Die Deutsche Tiernahrung Cremer (DTC) ist einer der größten Tierfutterhersteller in Deutschland. Das Unternehmen betreibt landesweit 15 Anlagen und beschäftigt über 800 Mitarbeiter. Im Jahr 2023 stellte DTC etwa 2,3 Millionen Tonnen Futtermittel her. Das Unternehmen konzentriert sich in erster Linie auf die Herstellung von Misch-, Mineral- und Spezialfuttermitteln für Rinder, Schweine und Geflügel sowie auf Produkte für Heimtiere und verschiedene Haustiere.
DTC verfolgte mehrere Investitionsziele für sein Werk in Bramsche.
Erstens die Umstellung von der Einformat-Ventilsackverpackung auf die Mehrformat-Offen-Sackverpackung. DTC benötigte eine vielseitige Absackmaschine , die verschiedene Futtermittel für Pferde, Nutztiere (Kühe, Schweine, Ziegen und Schafe) und Geflügel (Hühner, Puten, Enten und Wachteln) verarbeiten kann. Je nach Tierart gab es das Futter in Form von Pellets, Granulat, Mehl oder Brei.
Die vorgefertigten offenen Säcke waren in den Größen 10, 15, 20, 25 und 30 kg erhältlich und konnten entweder aus Papier oder aus Kunststoff hergestellt werden, beide mit einem gefalteten Boden.

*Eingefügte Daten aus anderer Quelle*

//! Curve network structure: nodes joined by straight edges.

use gempy_viewer_core::{
    auto_levels, contour_segments, elevation_image, DVec3, Result, Topography, ViewerError,
};
use glam::{DMat4, Vec3};
use ply_rs::ply::{DefaultElement, Ply};

use crate::ply_export::PlyBuilder;
use crate::structure::Structure;

/// A set of line segments sharing one color.
pub struct CurveNetwork {
    name: String,
    nodes: Vec<DVec3>,
    edges: Vec<[u32; 2]>,
    color: Vec3,
    radius: f32,
    enabled: bool,
    transform: DMat4,
}

impl CurveNetwork {
    /// Creates a curve network. Edge indices must reference existing nodes.
    pub fn new(name: impl Into<String>, nodes: Vec<DVec3>, edges: Vec<[u32; 2]>) -> Result<Self> {
        let n = nodes.len();
        if let Some(bad) = edges
            .iter()
            .flatten()
            .find(|&&i| usize::try_from(i).map_or(true, |i| i >= n))
        {
            return Err(ViewerError::SizeMismatch {
                expected: n,
                actual: usize::try_from(*bad).unwrap_or(usize::MAX).saturating_add(1),
            });
        }
        Ok(Self {
            name: name.into(),
            nodes,
            edges,
            color: Vec3::ZERO,
            radius: 1.0,
            enabled: true,
            transform: DMat4::IDENTITY,
        })
    }

    /// Creates a network of disconnected segments.
    pub fn from_segments(name: impl Into<String>, segments: &[[DVec3; 2]]) -> Result<Self> {
        let nodes = segments.iter().flatten().copied().collect();
        let edges = (0..segments.len())
            .map(|i| {
                let a = u32::try_from(2 * i).unwrap_or(u32::MAX);
                [a, a.saturating_add(1)]
            })
            .collect();
        Self::new(name, nodes, edges)
    }

    /// Elevation isolines of a topography raster, `n_levels` levels over
    /// its elevation range, each lifted to its own height.
    pub fn from_height_contours(
        name: impl Into<String>,
        topography: &Topography,
        n_levels: usize,
    ) -> Result<Self> {
        let image = elevation_image(topography)?;
        let extent = topography.node_extent();
        let segments: Vec<[DVec3; 2]> = auto_levels(&image, n_levels)
            .into_iter()
            .flat_map(|level| {
                contour_segments(&image, extent, level)
                    .into_iter()
                    .map(move |[a, b]| [a.extend(level), b.extend(level)])
            })
            .collect();
        Self::from_segments(name, &segments)
    }

    #[must_use]
    pub fn num_nodes(&self) -> usize {
        self.nodes.len()
    }

    #[must_use]
    pub fn num_edges(&self) -> usize {
        self.edges.len()
    }

    #[must_use]
    pub fn edges(&self) -> &[[u32; 2]] {
        &self.edges
    }

    #[must_use]
    pub fn color(&self) -> Vec3 {
        self.color
    }

    pub fn set_color(&mut self, color: Vec3) -> &mut Self {
        self.color = color;
        self
    }

    #[must_use]
    pub fn radius(&self) -> f32 {
        self.radius
    }

    pub fn set_radius(&mut self, radius: f32) -> &mut Self {
        self.radius = radius;
        self
    }
}

impl Structure for CurveNetwork {
    fn name(&self) -> &str {
        &self.name
    }

    fn type_name(&self) -> &'static str {
        "CurveNetwork"
    }

    fn positions(&self) -> &[DVec3] {
        &self.nodes
    }

    fn transform(&self) -> DMat4 {
        self.transform
    }

    fn set_transform(&mut self, transform: DMat4) {
        self.transform = transform;
    }

    fn is_enabled(&self) -> bool {
        self.enabled
    }

    fn set_enabled(&mut self, enabled: bool) {
        self.enabled = enabled;
    }

    fn to_ply(&self) -> Result<Ply<DefaultElement>> {
        PlyBuilder::new(self.world_positions())
            .colors(vec![self.color; self.nodes.len()])
            .edges(self.edges.clone())
            .comment(format!("curve network {}", self.name))
            .build()
    }
}

#[cfg(test)]
mod tests {
    use super::*;

    #[test]
    fn test_segments_are_disconnected() {
        let net =
            CurveNetwork::from_segments("lines", &[[DVec3::ZERO, DVec3::X], [DVec3::Y, DVec3::Z]])
                .unwrap();
        assert_eq!(net.num_nodes(), 4);
        assert_eq!(net.edges(), &[[0, 1], [2, 3]]);
    }

    #[test]
    fn test_height_contours_lie_on_levels() {
        let topo = Topography::from_fn([0.0, 10.0, 0.0, 10.0], [11, 11], |x, _| x).unwrap();
        let net = CurveNetwork::from_height_contours("contours", &topo, 5).unwrap();
        assert!(net.num_edges() > 0);
        for p in net.positions() {
            // elevation equals x on this ramp
            assert!((p.z - p.x).abs() < 1e-9);
        }
    }

    #[test]
    fn test_bad_edge_rejected() {
        assert!(CurveNetwork::new("bad", vec![DVec3::ZERO], vec![[0, 1]]).is_err());
    }
}
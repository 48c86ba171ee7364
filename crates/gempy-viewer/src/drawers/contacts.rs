//! Surface contacts: isolines of each series' scalar field at the values
//! it takes on the surface points.

use gempy_viewer_core::{GeoModel, Result, ViewerError};
use gempy_viewer_render::{ContourPlot, Figure, PlotElement};

use super::{axes_of, parse_colors, plane_image, require_solutions, scalar_fields, Field};
use crate::plot_2d::SectionData2D;

const CONTACT_ZORDER: f32 = 100.0;

/// Draws the contacts of every series on the plane of `section`.
///
/// Contact colors are handed out in series order, reversed within a
/// series. Later series, and series with more surfaces, sit lower.
#[allow(clippy::cast_precision_loss)]
pub fn draw_contacts(
    figure: &mut Figure,
    model: &GeoModel,
    section: &SectionData2D,
    only_faults: bool,
) -> Result<()> {
    if only_faults {
        return Err(ViewerError::NotImplemented("fault-only contacts"));
    }
    let sol = require_solutions(model)?;
    let all_colors = parse_colors(&model.structural_frame.elements_colors_contacts())?;
    let n_series = scalar_fields(model, &section.kind)?.len();

    let mut c_id = 0;
    for e in 0..n_series {
        let levels = sol.surface_levels(e);
        let c_id2 = c_id + levels.len();
        let mut colors = all_colors
            .get(c_id.min(all_colors.len())..c_id2.min(all_colors.len()))
            .unwrap_or_default()
            .to_vec();
        colors.reverse();
        c_id = c_id2;

        if levels.is_empty() {
            continue;
        }
        let (image, extent) = match plane_image(model, section, Field::ScalarField(e)) {
            Ok(plane) => plane,
            Err(ViewerError::NotComputed(what)) => {
                log::debug!("series {e}: {what} not computed, no contacts");
                continue;
            }
            Err(err) => return Err(err),
        };

        let contour = ContourPlot::from_image(&image, extent, &levels, colors);
        log::debug!(
            "axes {}: series {e} contacts, {} segments",
            section.axes_index,
            contour.segment_count()
        );
        let zorder = CONTACT_ZORDER - (e + levels.len()) as f32;
        axes_of(figure, section)?.add(zorder, PlotElement::Contour(contour));
    }
    Ok(())
}
//! Triangle mesh structure for surfaces and topography.

use gempy_viewer_core::{DVec3, Result, Topography, ViewerError};
use glam::{DMat4, Vec3};
use ply_rs::ply::{DefaultElement, Ply};

use crate::ply_export::PlyBuilder;
use crate::quantity::{ColorQuantity, ScalarQuantity};
use crate::structure::Structure;

/// A triangle mesh with an optional per-vertex quantity.
pub struct TriangleMesh {
    name: String,
    vertices: Vec<DVec3>,
    faces: Vec<[u32; 3]>,
    color: Vec3,
    opacity: f32,
    scalar: Option<ScalarQuantity>,
    vertex_colors: Option<ColorQuantity>,
    enabled: bool,
    transform: DMat4,
}

impl TriangleMesh {
    /// Creates a mesh. Face indices must reference existing vertices.
    pub fn new(
        name: impl Into<String>,
        vertices: Vec<DVec3>,
        faces: Vec<[u32; 3]>,
    ) -> Result<Self> {
        let n = vertices.len();
        if let Some(bad) = faces
            .iter()
            .flatten()
            .find(|&&i| usize::try_from(i).map_or(true, |i| i >= n))
        {
            return Err(ViewerError::SizeMismatch {
                expected: n,
                actual: usize::try_from(*bad).unwrap_or(usize::MAX).saturating_add(1),
            });
        }
        Ok(Self {
            name: name.into(),
            vertices,
            faces,
            color: Vec3::splat(0.7),
            opacity: 1.0,
            scalar: None,
            vertex_colors: None,
            enabled: true,
            transform: DMat4::IDENTITY,
        })
    }

    /// Triangulates a topography raster, two triangles per raster cell.
    ///
    /// Vertex `i * ny + j` is raster node `(i, j)`.
    pub fn from_topography(name: impl Into<String>, topography: &Topography) -> Result<Self> {
        let [nx, ny] = topography.resolution();
        let index = |i: usize, j: usize| u32::try_from(i * ny + j).unwrap_or(u32::MAX);
        let mut faces = Vec::with_capacity(2 * (nx - 1) * (ny - 1));
        for i in 0..nx - 1 {
            for j in 0..ny - 1 {
                let (a, b) = (index(i, j), index(i + 1, j));
                let (c, d) = (index(i + 1, j + 1), index(i, j + 1));
                faces.push([a, b, c]);
                faces.push([a, c, d]);
            }
        }
        Self::new(name, topography.points(), faces)
    }

    #[must_use]
    pub fn vertices(&self) -> &[DVec3] {
        &self.vertices
    }

    #[must_use]
    pub fn faces(&self) -> &[[u32; 3]] {
        &self.faces
    }

    #[must_use]
    pub fn num_faces(&self) -> usize {
        self.faces.len()
    }

    #[must_use]
    pub fn color(&self) -> Vec3 {
        self.color
    }

    pub fn set_color(&mut self, color: Vec3) -> &mut Self {
        self.color = color;
        self
    }

    #[must_use]
    pub fn opacity(&self) -> f32 {
        self.opacity
    }

    pub fn set_opacity(&mut self, opacity: f32) -> &mut Self {
        self.opacity = opacity.clamp(0.0, 1.0);
        self
    }

    /// Adds a per-vertex scalar quantity.
    pub fn add_scalar_quantity(
        &mut self,
        name: impl Into<String>,
        values: Vec<f64>,
    ) -> Result<&mut Self> {
        if values.len() != self.vertices.len() {
            return Err(ViewerError::SizeMismatch {
                expected: self.vertices.len(),
                actual: values.len(),
            });
        }
        self.scalar = Some(ScalarQuantity::new(name, values));
        Ok(self)
    }

    /// Adds per-vertex colors.
    pub fn add_color_quantity(
        &mut self,
        name: impl Into<String>,
        colors: Vec<Vec3>,
    ) -> Result<&mut Self> {
        if colors.len() != self.vertices.len() {
            return Err(ViewerError::SizeMismatch {
                expected: self.vertices.len(),
                actual: colors.len(),
            });
        }
        self.vertex_colors = Some(ColorQuantity::new(name, colors));
        Ok(self)
    }

    #[must_use]
    pub fn scalar_quantity(&self) -> Option<&ScalarQuantity> {
        self.scalar.as_ref()
    }

    pub fn scalar_quantity_mut(&mut self) -> Option<&mut ScalarQuantity> {
        self.scalar.as_mut()
    }

    #[must_use]
    pub fn color_quantity(&self) -> Option<&ColorQuantity> {
        self.vertex_colors.as_ref()
    }
}

impl Structure for TriangleMesh {
    fn name(&self) -> &str {
        &self.name
    }

    fn type_name(&self) -> &'static str {
        "TriangleMesh"
    }

    fn positions(&self) -> &[DVec3] {
        &self.vertices
    }

    fn transform(&self) -> DMat4 {
        self.transform
    }

    fn set_transform(&mut self, transform: DMat4) {
        self.transform = transform;
    }

    fn is_enabled(&self) -> bool {
        self.enabled
    }

    fn set_enabled(&mut self, enabled: bool) {
        self.enabled = enabled;
    }

    fn to_ply(&self) -> Result<Ply<DefaultElement>> {
        let colors = match (&self.vertex_colors, &self.scalar) {
            (Some(c), _) => c.colors().to_vec(),
            (None, Some(s)) => s.colors(&s.resolve_color_map()?),
            (None, None) => vec![self.color; self.vertices.len()],
        };
        let mut builder = PlyBuilder::new(self.world_positions())
            .colors(colors)
            .faces(self.faces.clone())
            .comment(format!("triangle mesh {} opacity {}", self.name, self.opacity));
        if let Some(s) = &self.scalar {
            builder = builder.scalar(s.name(), s.values().to_vec());
        }
        builder.build()
    }
}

Das zweite Ziel war die Verdoppelung der derzeitigen Absackkapazitätvon 600 Säcken/Stunde auf 1.200 Säcke/Stunde im 25-kg-Format.
Schließlich wollten sie die Wiegegenauigkeit mit modernen , in Deutschland zugelassenen Wiegesystemen verbessern.
Darüber hinaus musste auch der Standort der Absackmaschine im Werk Bramsche berücksichtigt werden. Der verfügbare Raum war durch mehrere unbewegliche Säulen der bestehenden Struktur begrenzt, was bei der Planung sorgfältig berücksichtigt werden musste.
Für das Wiegen wurde die elektronische Nettogewichtswaage PN90 eingesetzt, die dank der elektronischen Wiegesteuerung MCB+, die eine außergewöhnliche Präzision bei hohen Absackgeschwindigkeiten bietet, eine hohe Produktionskapazität und Genauigkeit bietet.
Da die Produkte lebensmitteltauglich sind, wurden die Teile, die mit dem Produkt in Berührung kommen, aus rostfreiem Stahl AISI 304 gefertigt..
Für die Dosierung wurde ein Förderbandsystem verwendet , das sich ideal für zerbrechliche oder nicht frei fließende Produkte wie unregelmäßige Granulate oder grobe Pulver eignet.
DTC entschied sich für PAYPERs CSA 125 Offen-Sackmaschine aufgrund ihrer Vielseitigkeit und Produktionskapazität, die bis zu 1.200 Säcke pro Stundeerreicht. Das Konstruktionsteam passte das Design des Absackers so an, dass es sich nahtlos in die bestehende Struktur der Produktionsanlage einfügte , in der viele Säulen den Raum einschränkten.
Ein mehrstöckiges Leersackmagazin ermöglicht die Lagerung von 4 bis 5 Sackstapeln (je nach Sackgröße) und bietet eine größere Produktionsautonomie..
Die CSA-Absackmaschine umfasst verschiedene Stationen, die auf die Anforderungen des Projekts zugeschnitten sind. Nach dem Befüllen der Säcke gibt es eine Produktabsetzstation, wo der Boden des Sackes abgeklopft wird, um den Inhalt zu verdichten und Lufteinschlüsse zu reduzieren.
In der nächsten Station faltet und näht ein Nähsystem die Säcke zu.
Nach der Verschließstation läuft der Sack über ein horizontales Förderband, wo eine motorisierte Glättungswalze das Produkt gleichmäßig im Beutel verteilt. Dieses Verfahren trägt dazu bei, die Sackform für eine optimale Palettierung zu standardisieren und zu verdichten.
Schließlich werden zur Qualitätskontrolle alle Säcke, die Anzeichen von Beschädigungen oder Defekten aufweisen, über einen Trichter zur Erkennung gerissener oder beschädigter Säcke entfernt. broken-bag detection hopper removes any bags showing signs of damage or defects.